The first theory has few adherents outside schools of jurisprudence. The second and third theory are in constant combat. The high water mark of the second may be found in CIC Insurance v Bankstown Football Club Ltd (1998) 187 CLR 384 where the Court said that “the modern approach to statutory interpretation insists that the context be considered in the first instance, not merely at some later stage when ambiguity might be thought to arise” and, of course, s 15AB of the Acts Interpretation Act 1901 explicitly permits the use of such material. More recently, however, there are signs that the third theory, which some would call black letter, is growing in influence. In Saeed v Minister for Immigration and Citizenship (2010) 267 ALR 204 the High Court rebuked the Full Court of the Federal Court for using an explanatory memorandum and a second reading speech saying “it is erroneous to look at extrinsic material before exhausting the application of the ordinary rules of statutory construction”. Heydon J put it a little more fragrantly when he said:
“In short, as is very common, reading the explanatory memorandum and the Second Reading Speech is much less helpful than reading the legislation itself.”

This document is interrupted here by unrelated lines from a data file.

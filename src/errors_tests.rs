// Copyright (c) 2025 Erick Bourgeois, firestoned
// SPDX-License-Identifier: MIT

//! Unit tests for `errors.rs`

#[cfg(test)]
mod tests {
    use crate::errors::{PkiError, SsoError};

    #[test]
    fn test_sso_error_status_code() {
        let err = SsoError::RealmRejected {
            url: "https://kc/auth/admin/realms".to_string(),
            status: 500,
            body: "boom".to_string(),
        };
        assert_eq!(err.status_code(), Some(500));
        assert!(err.to_string().contains("HTTP 500"));

        let err = SsoError::MissingCredentials {
            secret: "keycloak-secret".to_string(),
            key: "SSO_PASSWORD".to_string(),
        };
        assert_eq!(err.status_code(), None);
        assert!(err.to_string().contains("SSO_PASSWORD"));
    }

    #[test]
    fn test_pki_error_display() {
        let err = PkiError::Verification("bad signature".to_string());
        assert_eq!(
            err.to_string(),
            "certificate verification failed: bad signature"
        );
    }
}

So, this was the first point I wanted to make: there is, at least at the moment, a growing – and I think probably wholesome – practice of interpreting federal legislation with less assistance from the caravan of extrinsic aids then has been the case in the past. The position seems to me more theoretically acceptable than peering into the sausage factory. On this view, the will of Parliament remains an abstraction, of course, but if we must have it – and we do need to resolve ambiguity some way – an abstraction deduced from the words on the page is a good place to start. It is more legitimate than seeking to distil if from the second reading speeches and explanatory memoranda because, unlike those materials, we do know that the text is what Parliament intended. We cannot make the claim for anything else.

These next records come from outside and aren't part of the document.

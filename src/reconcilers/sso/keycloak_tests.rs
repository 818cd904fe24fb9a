// Copyright (c) 2025 Erick Bourgeois, firestoned
// SPDX-License-Identifier: MIT

//! Unit tests for `keycloak`

#[cfg(test)]
mod tests {
    use crate::errors::SsoError;
    use crate::reconcilers::sso::keycloak::{
        KeycloakAdminClient, RealmConfigurator, RealmCreation, RealmRequest,
    };
    use crate::reconcilers::sso::realm::{realm_definition, RealmParameters};
    use serde_json::json;
    use wiremock::matchers::{body_string_contains, header, method, path};
    use wiremock::{Mock, MockServer, ResponseTemplate};

    fn request(base_url: &str) -> RealmRequest {
        RealmRequest {
            base_url: base_url.to_string(),
            username: "admin".to_string(),
            password: "s3cret".to_string(),
            trust_certificate: None,
            verify_tls: false,
            realm: realm_definition(&RealmParameters {
                platform_host: "argocd.apps.example.com".to_string(),
                client_secret: "client".to_string(),
                broker_client_id: "example-argocd-keycloak-broker".to_string(),
                broker_client_secret: "broker".to_string(),
                cluster_api_url: "https://api.example.com:6443".to_string(),
            }),
        }
    }

    async fn mount_token(server: &MockServer) {
        Mock::given(method("POST"))
            .and(path("/auth/realms/master/protocol/openid-connect/token"))
            .and(body_string_contains("grant_type=password"))
            .and(body_string_contains("client_id=admin-cli"))
            .and(body_string_contains("username=admin"))
            .respond_with(
                ResponseTemplate::new(200).set_body_json(json!({ "access_token": "tok" })),
            )
            .expect(1)
            .mount(server)
            .await;
    }

    #[tokio::test]
    async fn test_realm_created() {
        let server = MockServer::start().await;
        mount_token(&server).await;
        Mock::given(method("POST"))
            .and(path("/auth/admin/realms"))
            .and(header("authorization", "Bearer tok"))
            .and(body_string_contains("\"realm\":\"argocd\""))
            .respond_with(ResponseTemplate::new(201))
            .expect(1)
            .mount(&server)
            .await;

        let result = KeycloakAdminClient::new()
            .create_realm(&request(&server.uri()))
            .await
            .unwrap();
        assert_eq!(result, RealmCreation::Created);
    }

    #[tokio::test]
    async fn test_existing_realm_is_success() {
        let server = MockServer::start().await;
        mount_token(&server).await;
        Mock::given(method("POST"))
            .and(path("/auth/admin/realms"))
            .respond_with(ResponseTemplate::new(409))
            .mount(&server)
            .await;

        let result = KeycloakAdminClient::new()
            .create_realm(&request(&format!("{}/", server.uri())))
            .await
            .unwrap();
        assert_eq!(result, RealmCreation::AlreadyExists);
    }

    #[tokio::test]
    async fn test_rejected_login_stops_before_realm_call() {
        let server = MockServer::start().await;
        Mock::given(method("POST"))
            .and(path("/auth/realms/master/protocol/openid-connect/token"))
            .respond_with(ResponseTemplate::new(401).set_body_string("invalid_grant"))
            .mount(&server)
            .await;
        Mock::given(method("POST"))
            .and(path("/auth/admin/realms"))
            .respond_with(ResponseTemplate::new(201))
            .expect(0)
            .mount(&server)
            .await;

        let err = KeycloakAdminClient::new()
            .create_realm(&request(&server.uri()))
            .await
            .unwrap_err();
        assert!(matches!(err, SsoError::TokenRejected { .. }));
        assert_eq!(err.status_code(), Some(401));
    }

    #[tokio::test]
    async fn test_rejected_realm_reports_status() {
        let server = MockServer::start().await;
        mount_token(&server).await;
        Mock::given(method("POST"))
            .and(path("/auth/admin/realms"))
            .respond_with(ResponseTemplate::new(500).set_body_string("boom"))
            .mount(&server)
            .await;

        let err = KeycloakAdminClient::new()
            .create_realm(&request(&server.uri()))
            .await
            .unwrap_err();
        assert_eq!(err.status_code(), Some(500));
        assert!(err.to_string().contains("boom"));
    }

    #[tokio::test]
    async fn test_invalid_trust_certificate_is_rejected() {
        let mut req = request("https://keycloak.invalid");
        req.verify_tls = true;
        req.trust_certificate = Some("not a certificate".to_string());
        let err = KeycloakAdminClient::new().create_realm(&req).await.unwrap_err();
        assert!(matches!(
            err,
            SsoError::InvalidTrustCertificate(_) | SsoError::Transport(_)
        ));
    }

    #[test]
    fn test_realm_payload_shape() {
        let realm = request("http://unused").realm;
        let value = serde_json::to_value(&realm).unwrap();
        assert_eq!(value["sslRequired"], "external");
        assert_eq!(value["clients"][0]["clientId"], "argocd");
        assert_eq!(
            value["clients"][0]["redirectUris"][0],
            "https://argocd.apps.example.com/auth/callback"
        );
        assert_eq!(value["identityProviders"][0]["alias"], "openshift-v4");
        assert_eq!(
            value["identityProviders"][0]["config"]["baseUrl"],
            "https://api.example.com:6443"
        );
        assert_eq!(value["clientScopes"][0]["name"], "groups");
    }
}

I describe this as wholesome because the instinctive resort to place before the Court every input into the Parliamentary process has little value from the perspective of principle. The intention of Parliament is a theoretical abstraction and not a political reality. The business of Parliament is the making of laws and not the formation of intentions. To put the matter perhaps a little simplistically: if I am trying to work out whether a cake is chocolate cake or not I am not in any way assisted by being told that the baker put two cups of flour in it and thought that he was making a vanilla tart. The question always remains: is it a chocolate cake?

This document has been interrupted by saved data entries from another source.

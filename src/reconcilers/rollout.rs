// Copyright (c) 2025 Erick Bourgeois, firestoned
// SPDX-License-Identifier: MIT

//! Forced rollouts after configuration changes.
//!
//! Argo CD components read `argocd-secret` and their TLS material only at start-up.
//! When one of those inputs changes, the consumers are restarted by writing a
//! timestamp into a pod template label. The new template hash makes the workload
//! controller replace the pods with its normal rollout strategy.

use anyhow::Result;
use chrono::Utc;
use k8s_openapi::api::apps::v1::{Deployment, StatefulSet};
use k8s_openapi::api::core::v1::PodTemplateSpec;
use tracing::{debug, info};

use crate::argocd_resources::resource_name;
use crate::cluster::{ClusterApi, ClusterObject};
use crate::constants::{COMPONENT_APPLICATION_CONTROLLER, COMPONENT_REPO_SERVER, COMPONENT_SERVER};
use crate::crd::ArgoCD;
use crate::metrics;

/// Timestamp format safe for label values.
const ROLLOUT_TIMESTAMP_FORMAT: &str = "%Y%m%d-%H%M%S%.3f";

#[derive(Clone, Copy, Debug, PartialEq, Eq)]
pub enum WorkloadKind {
    Deployment,
    StatefulSet,
}

/// A workload that can be restarted.
#[derive(Clone, Debug, PartialEq, Eq)]
pub struct WorkloadRef {
    pub kind: WorkloadKind,
    pub name: String,
}

impl WorkloadRef {
    #[must_use]
    pub fn deployment(name: impl Into<String>) -> Self {
        Self {
            kind: WorkloadKind::Deployment,
            name: name.into(),
        }
    }

    #[must_use]
    pub fn stateful_set(name: impl Into<String>) -> Self {
        Self {
            kind: WorkloadKind::StatefulSet,
            name: name.into(),
        }
    }
}

/// Workloads that read `argocd-secret`.
#[must_use]
pub fn argocd_secret_consumers(instance: &ArgoCD) -> Vec<WorkloadRef> {
    vec![
        WorkloadRef::deployment(resource_name(instance, COMPONENT_SERVER)),
        WorkloadRef::deployment(resource_name(instance, COMPONENT_REPO_SERVER)),
        WorkloadRef::stateful_set(resource_name(instance, COMPONENT_APPLICATION_CONTROLLER)),
    ]
}

/// Workloads serving the server's leaf certificate.
#[must_use]
pub fn server_tls_consumers(instance: &ArgoCD) -> Vec<WorkloadRef> {
    vec![WorkloadRef::deployment(resource_name(instance, COMPONENT_SERVER))]
}

/// Workloads on either end of the repo server's mTLS connections.
#[must_use]
pub fn repo_tls_consumers(instance: &ArgoCD) -> Vec<WorkloadRef> {
    vec![
        WorkloadRef::deployment(resource_name(instance, COMPONENT_REPO_SERVER)),
        WorkloadRef::deployment(resource_name(instance, COMPONENT_SERVER)),
        WorkloadRef::stateful_set(resource_name(instance, COMPONENT_APPLICATION_CONTROLLER)),
    ]
}

/// Current time as a rollout label value.
#[must_use]
pub fn rollout_timestamp() -> String {
    Utc::now().format(ROLLOUT_TIMESTAMP_FORMAT).to_string()
}

trait PodTemplateOwner: ClusterObject {
    fn pod_template_mut(&mut self) -> Option<&mut PodTemplateSpec>;
}

impl PodTemplateOwner for Deployment {
    fn pod_template_mut(&mut self) -> Option<&mut PodTemplateSpec> {
        self.spec.as_mut().map(|s| &mut s.template)
    }
}

impl PodTemplateOwner for StatefulSet {
    fn pod_template_mut(&mut self) -> Option<&mut PodTemplateSpec> {
        self.spec.as_mut().map(|s| &mut s.template)
    }
}

async fn restart<A, K>(api: &A, namespace: &str, name: &str, key: &str) -> Result<bool>
where
    A: ClusterApi,
    K: PodTemplateOwner,
{
    let Some(mut workload) = api.get::<K>(namespace, name).await? else {
        debug!(
            namespace = %namespace,
            name = %name,
            kind = %K::kind(&()),
            "Workload absent, nothing to restart"
        );
        return Ok(false);
    };
    let Some(template) = workload.pod_template_mut() else {
        return Ok(false);
    };
    template
        .metadata
        .get_or_insert_with(Default::default)
        .labels
        .get_or_insert_with(Default::default)
        .insert(key.to_string(), rollout_timestamp());
    api.replace(namespace, &workload).await?;

    metrics::record_rollout(name, key);
    info!(
        namespace = %namespace,
        name = %name,
        kind = %K::kind(&()),
        trigger = %key,
        "Triggered rollout"
    );
    Ok(true)
}

/// Restarts one workload by stamping `key` on its pod template.
///
/// Returns `false` when the workload does not exist yet.
///
/// # Errors
///
/// Returns an error if the workload cannot be read or updated.
pub async fn trigger_rollout<A: ClusterApi>(
    api: &A,
    namespace: &str,
    workload: &WorkloadRef,
    key: &str,
) -> Result<bool> {
    match workload.kind {
        WorkloadKind::Deployment => restart::<A, Deployment>(api, namespace, &workload.name, key).await,
        WorkloadKind::StatefulSet => {
            restart::<A, StatefulSet>(api, namespace, &workload.name, key).await
        }
    }
}

/// Restarts every workload in `workloads`, returning how many were restarted.
///
/// # Errors
///
/// Stops at the first workload that cannot be restarted.
pub async fn trigger_rollouts<A: ClusterApi>(
    api: &A,
    namespace: &str,
    workloads: &[WorkloadRef],
    key: &str,
) -> Result<usize> {
    let mut restarted = 0;
    for workload in workloads {
        if trigger_rollout(api, namespace, workload, key).await? {
            restarted += 1;
        }
    }
    Ok(restarted)
}

#[cfg(test)]
#[path = "rollout_tests.rs"]
mod rollout_tests;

The approach in Project Blue Sky – with all its attendant strengths and weaknesses – was on display in one of the first cases to discuss the consolidated group provisions of the Income Tax Assessment Act 1997. As many of you will know deconsolidation from a consolidated group can give rise to a capital gains tax event approachably called CGT Event L5. The provisions involved are very complex but basically ask whether the net worth of the group is decreased upon the deconsolidation by the departing of the subsidiary which is ceasing to be 100 per cent owned. The moment of deconsolidation is called, in a phrase reminiscent I think of German romantic poetry, the leaving time. The taxpayer had structured its affairs in such a way that the deconsolidation occurred by means of a debt for equity swap and the question which arose was when did the debt become equity and did that happen at the leaving time or at some other anterior time. The case is Handbury Holdings Pty Ltd v Commissioner of Taxation (2009) 179 FCR 569which was decided by Justices Finn, Sundberg and myself.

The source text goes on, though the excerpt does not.